In published observations reporting on differences in the clinical outcome in LCRC and RCC the relative 5-year survival rates are applied for comparing oncological outcome between distinct time intervals (Brouwer et al. 2018; Dulskas et al. 2020). The risk of a lead-time bias in such approaches is problematic, especially in CRC, which is a screening sensitive disease. This potential bias in that context has been addressed by several authors (Welch et al. 2000; Gigerenzer and Wegwarth 2013). Comparing time intervals before and after the millennium is particularly problematic, as screening was introduced around the turn of the millennium leading to earlier diagnosis of CRC, which implies the risk of prolonged overall survival times. This might explain to some extent why not all of the published results are conclusive. For example, in one study the relative increase in clinical benefit from 1998-2008 compared to 2008-2012 was 11% less for LCRC than for RCC (Dulskas et al. 2020). This length bias can be avoided by using mortality rates rather than survival times or survival rates (Welch et al. 2000; Gigerenzer and Wegwarth 2013).
Several factors underline the reliability of our results. In addition to the high numbers of cases included, the information on the location of primary tumor was available in 81.2% of the cases for calculating incidence rates. The distribution of LCRC and RCC within this population can be well compared to the literature, as it reflects PTL at diagnosis. We found 73.3% LCRC and 26.6% RCC, which is a well comparable distribution also found by others and supports, that our dataset is not biased by documentation issues (Benedix et al. 2010; Holch et al. 2017b). Furthermore, our data on 22.6% disseminated disease at time of diagnosis align with those reported from a dataset of the Netherland Cancer Registry (Brouwer et al. 2018).
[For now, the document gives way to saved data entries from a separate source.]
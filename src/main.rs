mod cli;
mod commands;

use clap::Parser;
use cli::{Cli, Commands};

fn main() -> miette::Result<()> {
    let cli = Cli::parse();
    let templates = cli.templates;
    match cli.command {
        Commands::Apply {
            command,
            root,
            data,
            defaults,
            dry_run,
        } => commands::apply::run(templates, command, root, data, defaults, dry_run),
        Commands::Preview {
            command,
            root,
            data,
            defaults,
        } => commands::preview::run(templates, command, root, data, defaults),
        Commands::List => commands::list::run(templates),
        Commands::Check { path } => commands::check::run(path),
    }
}
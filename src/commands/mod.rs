pub mod apply;
pub mod check;
pub mod list;
pub mod preview;

/// Parse repeated `-d key=value` flags, ignoring malformed entries.
pub fn parse_data_pairs(data: Vec<String>) -> Vec<(String, String)> {
    data.into_iter()
        .filter_map(|kv| {
            let mut parts = kv.splitn(2, '=');
            let key = parts.next()?.to_string();
            let value = parts.next()?.to_string();
            Some((key, value))
        })
        .collect()
}
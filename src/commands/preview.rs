use std::path::PathBuf;

use console::style;
use miette::Result;

use graft::command::TemplateStore;
use graft::materialize::{FileOutcome, PlannedFile};
use graft::ApplyOptions;

use super::parse_data_pairs;

pub fn run(
    templates: Option<PathBuf>,
    command: String,
    root: Option<String>,
    data: Vec<String>,
    defaults: bool,
) -> Result<()> {
    let store = TemplateStore::open(templates)?;
    let plan = graft::preview_apply(
        &store,
        ApplyOptions {
            command,
            root,
            data: parse_data_pairs(data),
            defaults,
        },
    )?;

    print_plan(&plan);
    Ok(())
}

pub fn print_plan(plan: &[PlannedFile]) {
    println!("{}", style("Planned changes:").bold());
    for file in plan {
        let word = file.outcome.word();
        let styled = match file.outcome {
            FileOutcome::Created => style(word).green(),
            FileOutcome::Merged => style(word).cyan(),
            FileOutcome::Overwritten => style(word).yellow(),
            FileOutcome::Unchanged => style(word).dim(),
        };
        println!("  {:<9} {}", styled, file.path.display());

        if let Some(diff) = &file.diff {
            for line in diff.lines() {
                let rendered = if line.starts_with('+') && !line.starts_with("+++") {
                    style(line).green().to_string()
                } else if line.starts_with('-') && !line.starts_with("---") {
                    style(line).red().to_string()
                } else {
                    style(line).dim().to_string()
                };
                println!("    {rendered}");
            }
        }
    }
}
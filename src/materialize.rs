//! The tree materializer: walks a command's node tree, creates directories,
//! and writes or merges each file.
//!
//! Per-file handling is a pure function from (existing content, rendered
//! template code, actions) to new content; this module only adds path
//! resolution, the binary-target guard, and whole-file writes. A run either
//! completes a file's write or leaves it untouched — there is no
//! partial-file state.

use std::collections::BTreeMap;
use std::io::Read;
use std::path::{Path, PathBuf};

use regex_lite::Regex;

use crate::command::logic::Action;
use crate::command::schema::{CommandTemplate, Node};
use crate::engine::{actions, marker, merge, placeholder, snippet};
use crate::error::{GraftError, Result};

/// What happened to one file during materialization.
#[derive(Debug, Clone, Copy, PartialEq, Eq)]
pub enum FileOutcome {
    Created,
    Merged,
    Overwritten,
    Unchanged,
}

impl FileOutcome {
    pub fn word(self) -> &'static str {
        match self {
            FileOutcome::Created => "create",
            FileOutcome::Merged => "merge",
            FileOutcome::Overwritten => "overwrite",
            FileOutcome::Unchanged => "keep",
        }
    }
}

#[derive(Debug)]
pub struct TouchedFile {
    pub path: PathBuf,
    pub outcome: FileOutcome,
}

/// The touched-file report returned to the caller; no global state is kept.
#[derive(Debug, Default)]
pub struct MaterializeReport {
    pub touched: Vec<TouchedFile>,
    pub dirs_created: Vec<PathBuf>,
}

/// One entry of a dry-run plan.
#[derive(Debug)]
pub struct PlannedFile {
    pub path: PathBuf,
    pub outcome: FileOutcome,
    /// Unified diff against the existing content, for merges/overwrites.
    pub diff: Option<String>,
}

fn indexer_sniff_re() -> Regex {
    Regex::new(r"^\s*//\s*THIS\s+IS\s+AN\s+INDEXER\s+FILE").unwrap()
}

/// A file opts into merge handling via the explicit flag, a literal sniff
/// comment, or the presence of at least one snippet group.
pub fn is_indexer(node_flag: bool, code: &str) -> bool {
    if node_flag {
        return true;
    }
    let sniff = indexer_sniff_re();
    if code.lines().any(|l| sniff.is_match(l)) {
        return true;
    }
    !snippet::extract(code).is_empty()
}

/// Render the final content for one file node.
///
/// `existing` is `None` when the file does not exist yet. Actions run in
/// both cases, so a fresh file receives first-run content and re-runs
/// converge on the same result.
pub fn render_file(existing: Option<&str>, code: &str, actions_list: &[Action]) -> String {
    let snippets = snippet::extract(code);

    match existing {
        Some(old) => {
            let keys: Vec<String> = snippets.keys().cloned().collect();
            let (text, _) = marker::auto_insert_missing_markers(old, &keys);
            let text = merge::smart_merge(&text, code);
            let text = actions::apply_actions(&text, actions_list, &snippets);
            merge::dedupe(&text)
        }
        None => {
            let text = snippet::strip(code);
            let text = actions::apply_actions(&text, actions_list, &snippets);
            merge::dedupe(&text)
        }
    }
}

/// Materialize a command template under `root` with the given variables.
pub fn materialize(
    template: &CommandTemplate,
    root: &Path,
    variables: &BTreeMap<String, String>,
) -> Result<MaterializeReport> {
    let mut report = MaterializeReport::default();
    for group in &template.file_paths {
        let base = root.join(placeholder::resolve_name(&group.path, variables));
        ensure_dir(&base, &mut report)?;
        for node in &group.nodes {
            materialize_node(&base, node, variables, &mut report)?;
        }
    }
    Ok(report)
}

fn materialize_node(
    dir: &Path,
    node: &Node,
    variables: &BTreeMap<String, String>,
    report: &mut MaterializeReport,
) -> Result<()> {
    let name = placeholder::resolve_name(&node.name, variables);
    let path = dir.join(&name);

    if node.is_dir() {
        ensure_dir(&path, report)?;
        for child in &node.children {
            materialize_node(&path, child, variables, report)?;
        }
        return Ok(());
    }

    let code = placeholder::resolve(node.code.as_deref().unwrap_or_default(), variables);
    let existed = path.exists();
    let (existing, outcome_kind) = read_target(&path, &code, node.is_indexer)?;
    let rendered = render_file(existing.as_deref(), &code, &node.actions);

    let outcome = match (&existing, outcome_kind) {
        (Some(old), _) if *old == rendered => FileOutcome::Unchanged,
        (Some(_), TargetKind::Indexer) => FileOutcome::Merged,
        (Some(_), TargetKind::Plain) => FileOutcome::Overwritten,
        (None, _) if existed => FileOutcome::Overwritten,
        (None, _) => FileOutcome::Created,
    };

    if outcome != FileOutcome::Unchanged {
        std::fs::write(&path, &rendered).map_err(|e| GraftError::Io {
            context: format!("writing {}", path.display()),
            source: e,
        })?;
    }
    report.touched.push(TouchedFile { path, outcome });
    Ok(())
}

enum TargetKind {
    Indexer,
    Plain,
}

/// Read the target file when present. Indexer handling needs the old text;
/// plain nodes (and binary targets, which are never merged into) overwrite,
/// so their content is still read for change detection but the rendered
/// output ignores it.
fn read_target(path: &Path, code: &str, node_flag: bool) -> Result<(Option<String>, TargetKind)> {
    if !path.exists() {
        let kind = if is_indexer(node_flag, code) {
            TargetKind::Indexer
        } else {
            TargetKind::Plain
        };
        return Ok((None, kind));
    }

    if is_binary_file(path) {
        return Ok((None, TargetKind::Plain));
    }

    let content = std::fs::read_to_string(path).map_err(|e| GraftError::Io {
        context: format!("reading {}", path.display()),
        source: e,
    })?;

    if is_indexer(node_flag, code) {
        Ok((Some(content), TargetKind::Indexer))
    } else {
        // Existing non-indexer files are fully overwritten; the old content
        // only matters for detecting a no-op write.
        Ok((Some(content), TargetKind::Plain))
    }
}

/// Build the dry-run plan: identical name/path/content resolution, no
/// writes.
pub fn preview(
    template: &CommandTemplate,
    root: &Path,
    variables: &BTreeMap<String, String>,
) -> Result<Vec<PlannedFile>> {
    let mut plan = Vec::new();
    for group in &template.file_paths {
        let base = root.join(placeholder::resolve_name(&group.path, variables));
        for node in &group.nodes {
            preview_node(&base, node, variables, &mut plan)?;
        }
    }
    Ok(plan)
}

fn preview_node(
    dir: &Path,
    node: &Node,
    variables: &BTreeMap<String, String>,
    plan: &mut Vec<PlannedFile>,
) -> Result<()> {
    let name = placeholder::resolve_name(&node.name, variables);
    let path = dir.join(&name);

    if node.is_dir() {
        for child in &node.children {
            preview_node(&path, child, variables, plan)?;
        }
        return Ok(());
    }

    let code = placeholder::resolve(node.code.as_deref().unwrap_or_default(), variables);
    let existed = path.exists();
    let (existing, kind) = read_target(&path, &code, node.is_indexer)?;
    let rendered = render_file(existing.as_deref(), &code, &node.actions);

    let (outcome, diff) = match (&existing, kind) {
        (Some(old), _) if *old == rendered => (FileOutcome::Unchanged, None),
        (Some(old), TargetKind::Indexer) => {
            (FileOutcome::Merged, Some(unified_diff(old, &rendered, &path)))
        }
        (Some(old), TargetKind::Plain) => (
            FileOutcome::Overwritten,
            Some(unified_diff(old, &rendered, &path)),
        ),
        (None, _) if existed => (FileOutcome::Overwritten, None),
        (None, _) => (FileOutcome::Created, None),
    };
    plan.push(PlannedFile { path, outcome, diff });
    Ok(())
}

fn unified_diff(old: &str, new: &str, path: &Path) -> String {
    let name = path.display().to_string();
    similar::TextDiff::from_lines(old, new)
        .unified_diff()
        .context_radius(2)
        .header(&format!("a/{name}"), &format!("b/{name}"))
        .to_string()
}

fn ensure_dir(path: &Path, report: &mut MaterializeReport) -> Result<()> {
    if path.exists() {
        return Ok(());
    }
    std::fs::create_dir_all(path).map_err(|e| GraftError::Io {
        context: format!("creating directory {}", path.display()),
        source: e,
    })?;
    report.dirs_created.push(path.to_path_buf());
    Ok(())
}

/// Detect binary files (BOM-aware, null-byte scanning). Reads only the
/// first 8KB to avoid unnecessary allocation for large files.
fn is_binary_file(path: &Path) -> bool {
    let Ok(file) = std::fs::File::open(path) else {
        return false;
    };
    let mut buf = [0u8; 8192];
    let Ok(n) = file.take(8192).read(&mut buf) else {
        return false;
    };
    !content_inspector::inspect(&buf[..n]).is_text()
}

#[cfg(test)]
mod tests {
    use super::*;

    #[test]
    fn indexer_detection_rules() {
        assert!(is_indexer(true, "plain"));
        assert!(is_indexer(false, "// THIS IS AN INDEXER FILE\ncode"));
        assert!(is_indexer(false, "//THIS IS AN INDEXER FILE\ncode"));
        assert!(is_indexer(false, "// START OF X\nx\n// END OF X\n"));
        assert!(!is_indexer(false, "plain code\n"));
    }

    #[test]
    fn render_fresh_file_strips_delimiters() {
        let code = "head\n// START OF A\nbody\n// END OF A\n";
        assert_eq!(render_file(None, code, &[]), "head\nbody\n");
    }

    #[test]
    fn render_existing_indexer_merges_at_marker() {
        let code = "// START OF A\nimport A from \"./a\";\n// END OF A\n";
        let existing = "// ADD A BELOW\nrest();\n";
        let out = render_file(Some(existing), code, &[]);
        assert_eq!(out, "// ADD A BELOW\nimport A from \"./a\";\nrest();\n");
    }

    #[test]
    fn render_is_idempotent_over_reruns() {
        let code = "// START OF A\nimport A from \"./a\";\n// END OF A\n";
        let existing = "// ADD A BELOW\nrest();\n";
        let once = render_file(Some(existing), code, &[]);
        let twice = render_file(Some(&once), code, &[]);
        assert_eq!(once, twice);
    }

    #[test]
    fn render_auto_inserts_markers_into_legacy_file() {
        let code = "// START OF WIDGET IMPORT\nimport W from \"./w\";\n// END OF WIDGET IMPORT\n";
        let existing = "import A from \"./a\";\nsetup();\n";
        let out = render_file(Some(existing), code, &[]);
        assert_eq!(
            out,
            "import A from \"./a\";\n// ADD WIDGET IMPORT BELOW\nimport W from \"./w\";\nsetup();\n"
        );
    }

    #[test]
    fn materialize_creates_tree_and_reports() {
        let dir = tempfile::tempdir().unwrap();
        let template: CommandTemplate = serde_json::from_str(
            r#"{"filePaths": [{"path": "src/{{.KebabCaseName}}", "nodes": [
                {"name": "{{.KebabCaseName}}.ts",
                 "code": "export const {{.CamelCaseName}} = {};\n"}
            ]}]}"#,
        )
        .unwrap();
        let variables = BTreeMap::from([("Name".to_string(), "my-widget".to_string())]);

        let report = materialize(&template, dir.path(), &variables).unwrap();
        assert_eq!(report.touched.len(), 1);
        assert_eq!(report.touched[0].outcome, FileOutcome::Created);

        let written = dir.path().join("src/my-widget/my-widget.ts");
        let content = std::fs::read_to_string(written).unwrap();
        assert_eq!(content, "export const myWidget = {};\n");
    }

    #[test]
    fn second_materialize_run_is_unchanged() {
        let dir = tempfile::tempdir().unwrap();
        let template: CommandTemplate = serde_json::from_str(
            r#"{"filePaths": [{"path": ".", "nodes": [
                {"name": "index.ts",
                 "code": "// START OF A\nimport A from \"./a\";\n// END OF A\n"}
            ]}]}"#,
        )
        .unwrap();
        let variables = BTreeMap::new();

        let first = materialize(&template, dir.path(), &variables).unwrap();
        assert_eq!(first.touched[0].outcome, FileOutcome::Created);

        // The second run installs the marker the template expects; from the
        // third run on, the file is stable.
        let second = materialize(&template, dir.path(), &variables).unwrap();
        assert_eq!(second.touched[0].outcome, FileOutcome::Merged);
        let stable = std::fs::read_to_string(dir.path().join("index.ts")).unwrap();
        assert!(stable.contains("// ADD A BELOW"));

        let third = materialize(&template, dir.path(), &variables).unwrap();
        assert_eq!(third.touched[0].outcome, FileOutcome::Unchanged);
    }

    #[test]
    fn preview_reports_without_writing() {
        let dir = tempfile::tempdir().unwrap();
        let template: CommandTemplate = serde_json::from_str(
            r#"{"filePaths": [{"path": ".", "nodes": [
                {"name": "new.ts", "code": "fresh\n"}
            ]}]}"#,
        )
        .unwrap();
        let plan = preview(&template, dir.path(), &BTreeMap::new()).unwrap();
        assert_eq!(plan.len(), 1);
        assert_eq!(plan[0].outcome, FileOutcome::Created);
        assert!(!plan[0].path.exists());
    }

    #[test]
    fn preview_diffs_merged_files() {
        let dir = tempfile::tempdir().unwrap();
        std::fs::write(dir.path().join("index.ts"), "// ADD A BELOW\n").unwrap();
        let template: CommandTemplate = serde_json::from_str(
            r#"{"filePaths": [{"path": ".", "nodes": [
                {"name": "index.ts",
                 "code": "// START OF A\nadded();\n// END OF A\n"}
            ]}]}"#,
        )
        .unwrap();
        let plan = preview(&template, dir.path(), &BTreeMap::new()).unwrap();
        assert_eq!(plan[0].outcome, FileOutcome::Merged);
        assert!(plan[0].diff.as_deref().unwrap().contains("+added();"));
    }

    #[test]
    fn binary_target_is_overwritten_not_merged() {
        let dir = tempfile::tempdir().unwrap();
        let path = dir.path().join("blob.ts");
        std::fs::write(&path, (0u8..=255).collect::<Vec<u8>>()).unwrap();

        let template: CommandTemplate = serde_json::from_str(
            r#"{"filePaths": [{"path": ".", "nodes": [
                {"name": "blob.ts", "isIndexer": true,
                 "code": "// START OF A\na\n// END OF A\ntext\n"}
            ]}]}"#,
        )
        .unwrap();
        let report = materialize(&template, dir.path(), &BTreeMap::new()).unwrap();
        assert_eq!(report.touched[0].outcome, FileOutcome::Overwritten);
        let content = std::fs::read_to_string(&path).unwrap();
        assert_eq!(content, "a\ntext\n");
    }
}
//! Snippet group extraction.
//!
//! A snippet group is a named body of template text delimited by
//! `// START OF <KEY>` and `// END OF <KEY>` lines. Groups are the unit of
//! insertion for the merge engine; templates written as brand-new files have
//! the delimiters stripped instead.

use std::collections::BTreeMap;

use regex_lite::Regex;

fn start_re() -> Regex {
    Regex::new(r"^\s*//\s*START\s+OF\s+(.+?)\s*$").unwrap()
}

fn end_re() -> Regex {
    Regex::new(r"^\s*//\s*END\s+OF\s+(.+?)\s*$").unwrap()
}

/// Split content into lines, appending an empty string when the content ends
/// with a newline so that rejoining with `\n` round-trips.
pub fn split_lines_preserve(content: &str) -> Vec<String> {
    let mut lines: Vec<String> = content.lines().map(|line| line.to_string()).collect();
    if content.ends_with('\n') {
        lines.push(String::new());
    }
    lines
}

/// Extract all snippet groups from `text`, keyed by the trimmed START key.
///
/// Nesting is not supported: a second START before an END restarts collection
/// for the new key and the unfinished group is discarded. An END line closes
/// the currently open group regardless of its key text. An unterminated
/// group at end of input is dropped.
pub fn extract(text: &str) -> BTreeMap<String, String> {
    let start = start_re();
    let end = end_re();

    let mut groups = BTreeMap::new();
    let mut open: Option<(String, Vec<String>)> = None;

    for line in text.lines() {
        if let Some(caps) = start.captures(line) {
            open = Some((caps[1].trim().to_string(), Vec::new()));
        } else if end.is_match(line) {
            if let Some((key, body)) = open.take() {
                groups.insert(key, body.join("\n"));
            }
        } else if let Some((_, body)) = open.as_mut() {
            body.push(line.to_string());
        }
    }

    groups
}

/// Remove START/END delimiter lines, keeping everything between them.
pub fn strip(text: &str) -> String {
    let start = start_re();
    let end = end_re();

    let lines = split_lines_preserve(text);
    let kept: Vec<&str> = lines
        .iter()
        .map(|l| l.as_str())
        .filter(|l| !start.is_match(l) && !end.is_match(l))
        .collect();
    kept.join("\n")
}

/// True when `line` opens or closes a snippet group.
pub fn is_delimiter_line(line: &str) -> bool {
    start_re().is_match(line) || end_re().is_match(line)
}
//! The command template document: a JSON description of a tree of files and
//! folders with optional boilerplate code.

use std::collections::BTreeSet;
use std::path::Path;

use serde::{Deserialize, Serialize};

use crate::command::logic::Action;
use crate::error::{GraftError, Result};

/// Root command document.
#[derive(Debug, Clone, Deserialize, Serialize)]
#[serde(rename_all = "camelCase")]
pub struct CommandTemplate {
    /// Display name; defaults to the file stem when absent.
    #[serde(default)]
    pub name: Option<String>,

    pub file_paths: Vec<FilePathGroup>,

    /// Declared arguments driving variable collection.
    #[serde(default)]
    pub args: Vec<ArgSpec>,

    /// Names of other commands executed with the same variable map.
    #[serde(default)]
    pub run: Vec<String>,
}

/// A base path plus the nodes materialized under it.
#[derive(Debug, Clone, Deserialize, Serialize)]
pub struct FilePathGroup {
    pub path: String,

    #[serde(default)]
    pub nodes: Vec<Node>,
}

/// A directory (children, no code) or a file (code, no children).
#[derive(Debug, Clone, Deserialize, Serialize)]
#[serde(rename_all = "camelCase")]
pub struct Node {
    /// May contain placeholder tokens.
    pub name: String,

    #[serde(default)]
    pub code: Option<String>,

    #[serde(default)]
    pub children: Vec<Node>,

    /// Explicit indexer flag; content sniffing can also mark a file as an
    /// indexer.
    #[serde(default)]
    pub is_indexer: bool,

    #[serde(default)]
    pub actions: Vec<Action>,
}

impl Node {
    /// A node without code is a directory, even when it has no children yet.
    pub fn is_dir(&self) -> bool {
        self.code.is_none()
    }
}

/// A declared command argument.
#[derive(Debug, Clone, Deserialize, Serialize)]
pub struct ArgSpec {
    pub key: String,

    /// Prompt text shown to the user.
    #[serde(default)]
    pub prompt: Option<String>,

    #[serde(default)]
    pub default: Option<String>,
}

impl CommandTemplate {
    /// Load a command template from a JSON file.
    pub fn load(path: &Path) -> Result<Self> {
        let content = std::fs::read_to_string(path).map_err(|e| GraftError::Io {
            context: format!("reading command template {}", path.display()),
            source: e,
        })?;
        let template: CommandTemplate =
            serde_json::from_str(&content).map_err(|e| GraftError::CommandParse {
                path: path.to_path_buf(),
                source: e,
            })?;
        Ok(template)
    }

    /// The name used in reports and cycle errors.
    pub fn display_name(&self, fallback: &str) -> String {
        self.name.clone().unwrap_or_else(|| fallback.to_string())
    }

    /// Validate the document for internal consistency.
    pub fn validate(&self, name: &str) -> Result<()> {
        if self.file_paths.is_empty() {
            return Err(GraftError::CommandInvalid {
                name: name.to_string(),
                reason: "command declares no filePaths".into(),
            });
        }
        for group in &self.file_paths {
            for node in &group.nodes {
                validate_node(node, name)?;
            }
        }

        let mut keys = BTreeSet::new();
        for arg in &self.args {
            if !keys.insert(arg.key.as_str()) {
                return Err(GraftError::CommandInvalid {
                    name: name.to_string(),
                    reason: format!("duplicate arg key '{}'", arg.key),
                });
            }
        }
        Ok(())
    }
}

fn validate_node(node: &Node, command: &str) -> Result<()> {
    if node.name.trim().is_empty() {
        return Err(GraftError::CommandInvalid {
            name: command.to_string(),
            reason: "node with empty name".into(),
        });
    }
    if node.code.is_some() && !node.children.is_empty() {
        return Err(GraftError::CommandInvalid {
            name: command.to_string(),
            reason: format!("node '{}' has both code and children", node.name),
        });
    }
    if let Some(code) = &node.code {
        check_duplicate_snippet_keys(code, &node.name, command)?;
    }
    for child in &node.children {
        validate_node(child, command)?;
    }
    Ok(())
}

/// Snippet keys must be unique within one code body; extraction silently
/// keeps the last one, so duplicates are caught here instead.
fn check_duplicate_snippet_keys(code: &str, node: &str, command: &str) -> Result<()> {
    let mut seen = BTreeSet::new();
    for line in code.lines() {
        let trimmed = line.trim_start();
        let Some(rest) = trimmed.strip_prefix("//") else {
            continue;
        };
        let rest = rest.trim_start();
        let Some(key_part) = rest.strip_prefix("START OF ") else {
            continue;
        };
        let key = key_part.trim();
        if !seen.insert(key.to_string()) {
            return Err(GraftError::CommandInvalid {
                name: command.to_string(),
                reason: format!("node '{node}' declares snippet key '{key}' twice"),
            });
        }
    }
    Ok(())
}

#[cfg(test)]
mod tests {
    use super::*;

    fn minimal(json: &str) -> CommandTemplate {
        serde_json::from_str(json).unwrap()
    }

    #[test]
    fn parses_full_document() {
        let template = minimal(
            r#"{
                "name": "route",
                "filePaths": [{
                    "path": "src/routes",
                    "nodes": [{
                        "name": "{{.KebabCaseName}}",
                        "children": [{
                            "name": "{{.KebabCaseName}}.ts",
                            "code": "export const {{.CamelCaseName}} = {};"
                        }]
                    }]
                }],
                "args": [{"key": "Name", "prompt": "Route name"}],
                "run": ["shared-types"]
            }"#,
        );
        assert_eq!(template.display_name("x"), "route");
        assert_eq!(template.file_paths.len(), 1);
        assert_eq!(template.args[0].key, "Name");
        assert_eq!(template.run, vec!["shared-types"]);

        let dir = &template.file_paths[0].nodes[0];
        assert!(dir.is_dir());
        assert!(!dir.children[0].is_dir());
    }

    #[test]
    fn validate_rejects_empty_file_paths() {
        let template = minimal(r#"{"filePaths": []}"#);
        assert!(template.validate("t").is_err());
    }

    #[test]
    fn validate_rejects_code_with_children() {
        let template = minimal(
            r#"{"filePaths": [{"path": ".", "nodes": [
                {"name": "bad", "code": "x", "children": [{"name": "c", "code": "y"}]}
            ]}]}"#,
        );
        assert!(template.validate("t").is_err());
    }

    #[test]
    fn validate_rejects_duplicate_snippet_keys() {
        let template = minimal(
            r#"{"filePaths": [{"path": ".", "nodes": [
                {"name": "index.ts",
                 "code": "// START OF K\na\n// END OF K\n// START OF K\nb\n// END OF K\n"}
            ]}]}"#,
        );
        assert!(template.validate("t").is_err());
    }

    #[test]
    fn validate_accepts_well_formed_document() {
        let template = minimal(
            r#"{"filePaths": [{"path": ".", "nodes": [
                {"name": "index.ts", "code": "// START OF A\na\n// END OF A\n"}
            ]}]}"#,
        );
        assert!(template.validate("t").is_ok());
    }
}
Variations in the prognostic impact of PTL on survival were also found in our study. This stage-specific difference is well known and broadly reported and the accordance of our results with the literature indicates the validity of our dataset (Weiss et al. 2011; Tejpar et al. 2017b). Information on PTL at time of death derived from death certificates was available for half of the cases; due to the lack of reports describing the distribution of PTL at this time point, it is difficult to compare these numbers with the literature.
This study provides a nationally representative perspective in trends of colon cancer outcomes. We report an evolving disparity in outcomes for patients suffering from RCC compared to oncological progress in patients with LCRC in both incidence and mortality. These findings underline the necessity to consider RCC as a distinct disease, which requires more efficient prevention-, treatment- and specific future research strategies.